▶ **What the task requires**
Say how many lines of the listing below include the string "static" and add nothing else.

▶ **Data supplied**
▼▼▼

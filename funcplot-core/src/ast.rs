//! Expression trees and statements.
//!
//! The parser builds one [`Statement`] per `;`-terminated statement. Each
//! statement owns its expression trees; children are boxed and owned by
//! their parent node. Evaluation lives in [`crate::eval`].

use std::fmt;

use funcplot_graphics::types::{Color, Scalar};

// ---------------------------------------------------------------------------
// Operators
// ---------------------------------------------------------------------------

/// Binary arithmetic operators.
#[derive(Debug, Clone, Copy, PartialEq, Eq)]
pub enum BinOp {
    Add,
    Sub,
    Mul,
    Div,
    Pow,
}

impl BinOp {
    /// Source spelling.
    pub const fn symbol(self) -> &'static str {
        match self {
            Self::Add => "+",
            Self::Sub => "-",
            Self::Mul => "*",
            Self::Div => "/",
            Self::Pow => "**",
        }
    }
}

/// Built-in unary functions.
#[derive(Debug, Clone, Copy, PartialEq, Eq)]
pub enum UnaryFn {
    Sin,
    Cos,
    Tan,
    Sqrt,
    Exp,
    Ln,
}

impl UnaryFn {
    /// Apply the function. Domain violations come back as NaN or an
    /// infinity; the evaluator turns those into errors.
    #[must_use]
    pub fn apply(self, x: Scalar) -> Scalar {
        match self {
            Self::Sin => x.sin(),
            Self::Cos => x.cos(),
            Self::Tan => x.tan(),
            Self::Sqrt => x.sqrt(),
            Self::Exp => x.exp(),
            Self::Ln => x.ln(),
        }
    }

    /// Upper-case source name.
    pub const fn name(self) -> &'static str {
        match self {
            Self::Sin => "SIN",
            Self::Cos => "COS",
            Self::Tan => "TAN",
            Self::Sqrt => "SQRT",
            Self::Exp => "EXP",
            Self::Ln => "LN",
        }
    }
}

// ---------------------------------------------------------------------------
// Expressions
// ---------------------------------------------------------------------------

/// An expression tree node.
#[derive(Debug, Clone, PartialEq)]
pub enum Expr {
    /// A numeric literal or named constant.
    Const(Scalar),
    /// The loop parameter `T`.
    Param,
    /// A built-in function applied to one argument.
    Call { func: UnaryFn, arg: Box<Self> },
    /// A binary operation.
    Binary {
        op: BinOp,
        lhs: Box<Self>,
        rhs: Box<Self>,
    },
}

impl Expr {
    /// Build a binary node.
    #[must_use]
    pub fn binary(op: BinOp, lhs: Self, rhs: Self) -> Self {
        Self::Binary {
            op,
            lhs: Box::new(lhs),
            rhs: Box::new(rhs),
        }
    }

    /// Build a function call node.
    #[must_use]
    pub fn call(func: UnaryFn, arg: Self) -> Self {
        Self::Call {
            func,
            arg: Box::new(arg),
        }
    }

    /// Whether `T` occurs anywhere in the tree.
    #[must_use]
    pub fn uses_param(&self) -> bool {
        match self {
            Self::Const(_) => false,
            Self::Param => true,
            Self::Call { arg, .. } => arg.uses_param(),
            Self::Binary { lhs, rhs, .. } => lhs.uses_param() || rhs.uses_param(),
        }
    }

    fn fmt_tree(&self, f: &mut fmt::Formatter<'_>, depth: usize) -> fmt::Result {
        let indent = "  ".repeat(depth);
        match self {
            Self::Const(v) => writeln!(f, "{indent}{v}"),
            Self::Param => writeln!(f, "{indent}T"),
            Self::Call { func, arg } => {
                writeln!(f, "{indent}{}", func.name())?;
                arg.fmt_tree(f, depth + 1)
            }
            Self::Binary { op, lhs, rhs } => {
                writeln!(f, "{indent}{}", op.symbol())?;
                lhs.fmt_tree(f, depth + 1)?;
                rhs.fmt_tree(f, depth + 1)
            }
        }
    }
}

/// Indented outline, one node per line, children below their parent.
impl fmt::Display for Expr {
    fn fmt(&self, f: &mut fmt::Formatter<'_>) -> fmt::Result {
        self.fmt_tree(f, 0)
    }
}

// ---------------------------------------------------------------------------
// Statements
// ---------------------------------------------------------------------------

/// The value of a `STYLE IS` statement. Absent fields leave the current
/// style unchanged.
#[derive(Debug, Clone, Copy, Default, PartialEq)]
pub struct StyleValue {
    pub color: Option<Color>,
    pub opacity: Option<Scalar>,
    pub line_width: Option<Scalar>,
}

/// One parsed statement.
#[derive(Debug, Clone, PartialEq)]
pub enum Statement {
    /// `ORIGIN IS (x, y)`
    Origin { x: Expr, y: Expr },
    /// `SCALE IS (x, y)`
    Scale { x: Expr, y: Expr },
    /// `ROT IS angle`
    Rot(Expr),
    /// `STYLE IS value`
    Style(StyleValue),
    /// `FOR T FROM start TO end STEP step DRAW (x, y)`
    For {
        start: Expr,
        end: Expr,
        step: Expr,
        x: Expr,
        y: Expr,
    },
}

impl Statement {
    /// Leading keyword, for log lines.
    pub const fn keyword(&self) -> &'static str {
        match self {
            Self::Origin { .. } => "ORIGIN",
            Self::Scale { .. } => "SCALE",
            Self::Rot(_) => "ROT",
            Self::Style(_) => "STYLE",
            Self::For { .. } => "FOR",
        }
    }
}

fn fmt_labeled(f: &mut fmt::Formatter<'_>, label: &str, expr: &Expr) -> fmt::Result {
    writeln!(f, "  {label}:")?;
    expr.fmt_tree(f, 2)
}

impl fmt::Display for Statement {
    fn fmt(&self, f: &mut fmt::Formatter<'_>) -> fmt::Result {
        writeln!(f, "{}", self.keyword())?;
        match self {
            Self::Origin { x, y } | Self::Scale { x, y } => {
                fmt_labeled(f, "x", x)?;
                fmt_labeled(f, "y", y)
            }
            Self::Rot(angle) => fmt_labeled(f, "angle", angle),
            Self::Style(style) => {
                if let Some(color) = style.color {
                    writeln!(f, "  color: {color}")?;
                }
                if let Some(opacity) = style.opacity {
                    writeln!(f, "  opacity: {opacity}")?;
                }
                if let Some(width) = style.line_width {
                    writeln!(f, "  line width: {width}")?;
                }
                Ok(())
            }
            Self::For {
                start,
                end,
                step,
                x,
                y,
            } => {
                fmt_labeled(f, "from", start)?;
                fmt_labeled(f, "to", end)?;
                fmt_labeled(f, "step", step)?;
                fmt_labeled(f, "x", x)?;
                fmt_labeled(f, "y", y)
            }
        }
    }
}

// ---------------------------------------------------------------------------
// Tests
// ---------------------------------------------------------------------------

▲▲▲

▶ **Answer box**
3